Precisando do resultado, o Cruzmaltino foi para cima, comandado por Roberto Dinamite. Só que sempre batia de frente com um parredão intransponível formado pela defesa tricolor e seu goleiro, Paulo Victor. Foi uma defesa dele, já no fim do segundo tempo, que fez com que a torcida do Flu, enfim, soltasse o grito de campeão. Arturzinho recebeu belo passe, invadiu a área e finalizou, mas o arqueiro tricolor salvou de forma espetacular, com os pés. Antes do apito final, Washington e Assis ainda tiveram boas chances, mas não marcaram.
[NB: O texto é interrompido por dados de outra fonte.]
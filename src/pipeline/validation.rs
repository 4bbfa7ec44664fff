// SPDX-License-Identifier: MIT OR Apache-2.0
// Copyright (c) 2025 pipeflow contributors

//! Registry validation
//!
//! Audits declared relationships before resolution. Problems found here are
//! host configuration slips, not ordering contradictions, so they come back
//! as warnings and the resolver simply ignores the dangling names.

use crate::pipeline::registry::Registry;

/// Registry validator
pub struct PipelineValidator;

impl PipelineValidator {
    /// Validate relationships declared by every registered pipe
    pub fn validate(registry: &Registry) -> ValidationResult {
        let mut result = ValidationResult::new();

        for pipe in registry {
            for dependency in pipe.dependencies() {
                if !registry.contains(dependency) {
                    result.add_warning(&format!(
                        "Pipe '{}' depends on unknown pipe '{}'",
                        pipe.name(),
                        dependency
                    ));
                }
            }

            for trigger in pipe.triggers() {
                if !registry.contains(trigger) {
                    result.add_warning(&format!(
                        "Pipe '{}' triggers unknown pipe '{}'",
                        pipe.name(),
                        trigger
                    ));
                }
            }

            for replaced in pipe.replaces() {
                if !registry.contains(replaced) {
                    result.add_warning(&format!(
                        "Pipe '{}' replaces unknown pipe '{}'",
                        pipe.name(),
                        replaced
                    ));
                } else if replaced == pipe.name() {
                    result.add_warning(&format!("Pipe '{}' replaces itself and will never run", pipe.name()));
                }
            }
        }

        result
    }
}

/// Result of registry validation
#[derive(Debug, Default)]
pub struct ValidationResult {
    pub warnings: Vec<String>,
}

impl ValidationResult {
    pub fn new() -> Self {
        Self::default()
    }

    pub fn add_warning(&mut self, message: &str) {
        self.warnings.push(message.to_string());
    }

    pub fn has_warnings(&self) -> bool {
        !self.warnings.is_empty()
    }
}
Nem precisava. O 0 a 0 foi o bastante. Flu, campeão brasileiro de futebol de 1984.

FLUMINENSE 0 X 0 VASCO

Local: Estádio do Maracanã (Rio de Janeiro)
Data: 27/05/1984
Árbitro: Romualdo Arpi Filho (SP).
Renda: Cr$ 638.160.000,00.
Público: 128.781 pagantes.

Cartões amarelos: Roberto Dinamite, Romerito, Daniel González, Aldo, Mário e Jandir.

FFC: Paulo Victor; Aldo, Duílio, Ricardo e Branco; Jandir, Delei e Assis; Romerito, Washington e Tato. Técnico: Carlos Alberto Parreira.

CRVG: Roberto Costa; Edvaldo, Ivan, Daniel González e Aírton; Pires, Arturzinho e Mário; Mauricinho, Roberto Dinamite e Marquinho. Técnico: Edu Coimbra.

Observação: Escolher jogos inesquecíveis de clubes no Maracanã é uma tarefa árdua. Por isso, escolhemos um de cada equipe grande do Rio de Janeiro para representar as suas gigantescas histórias no estádio.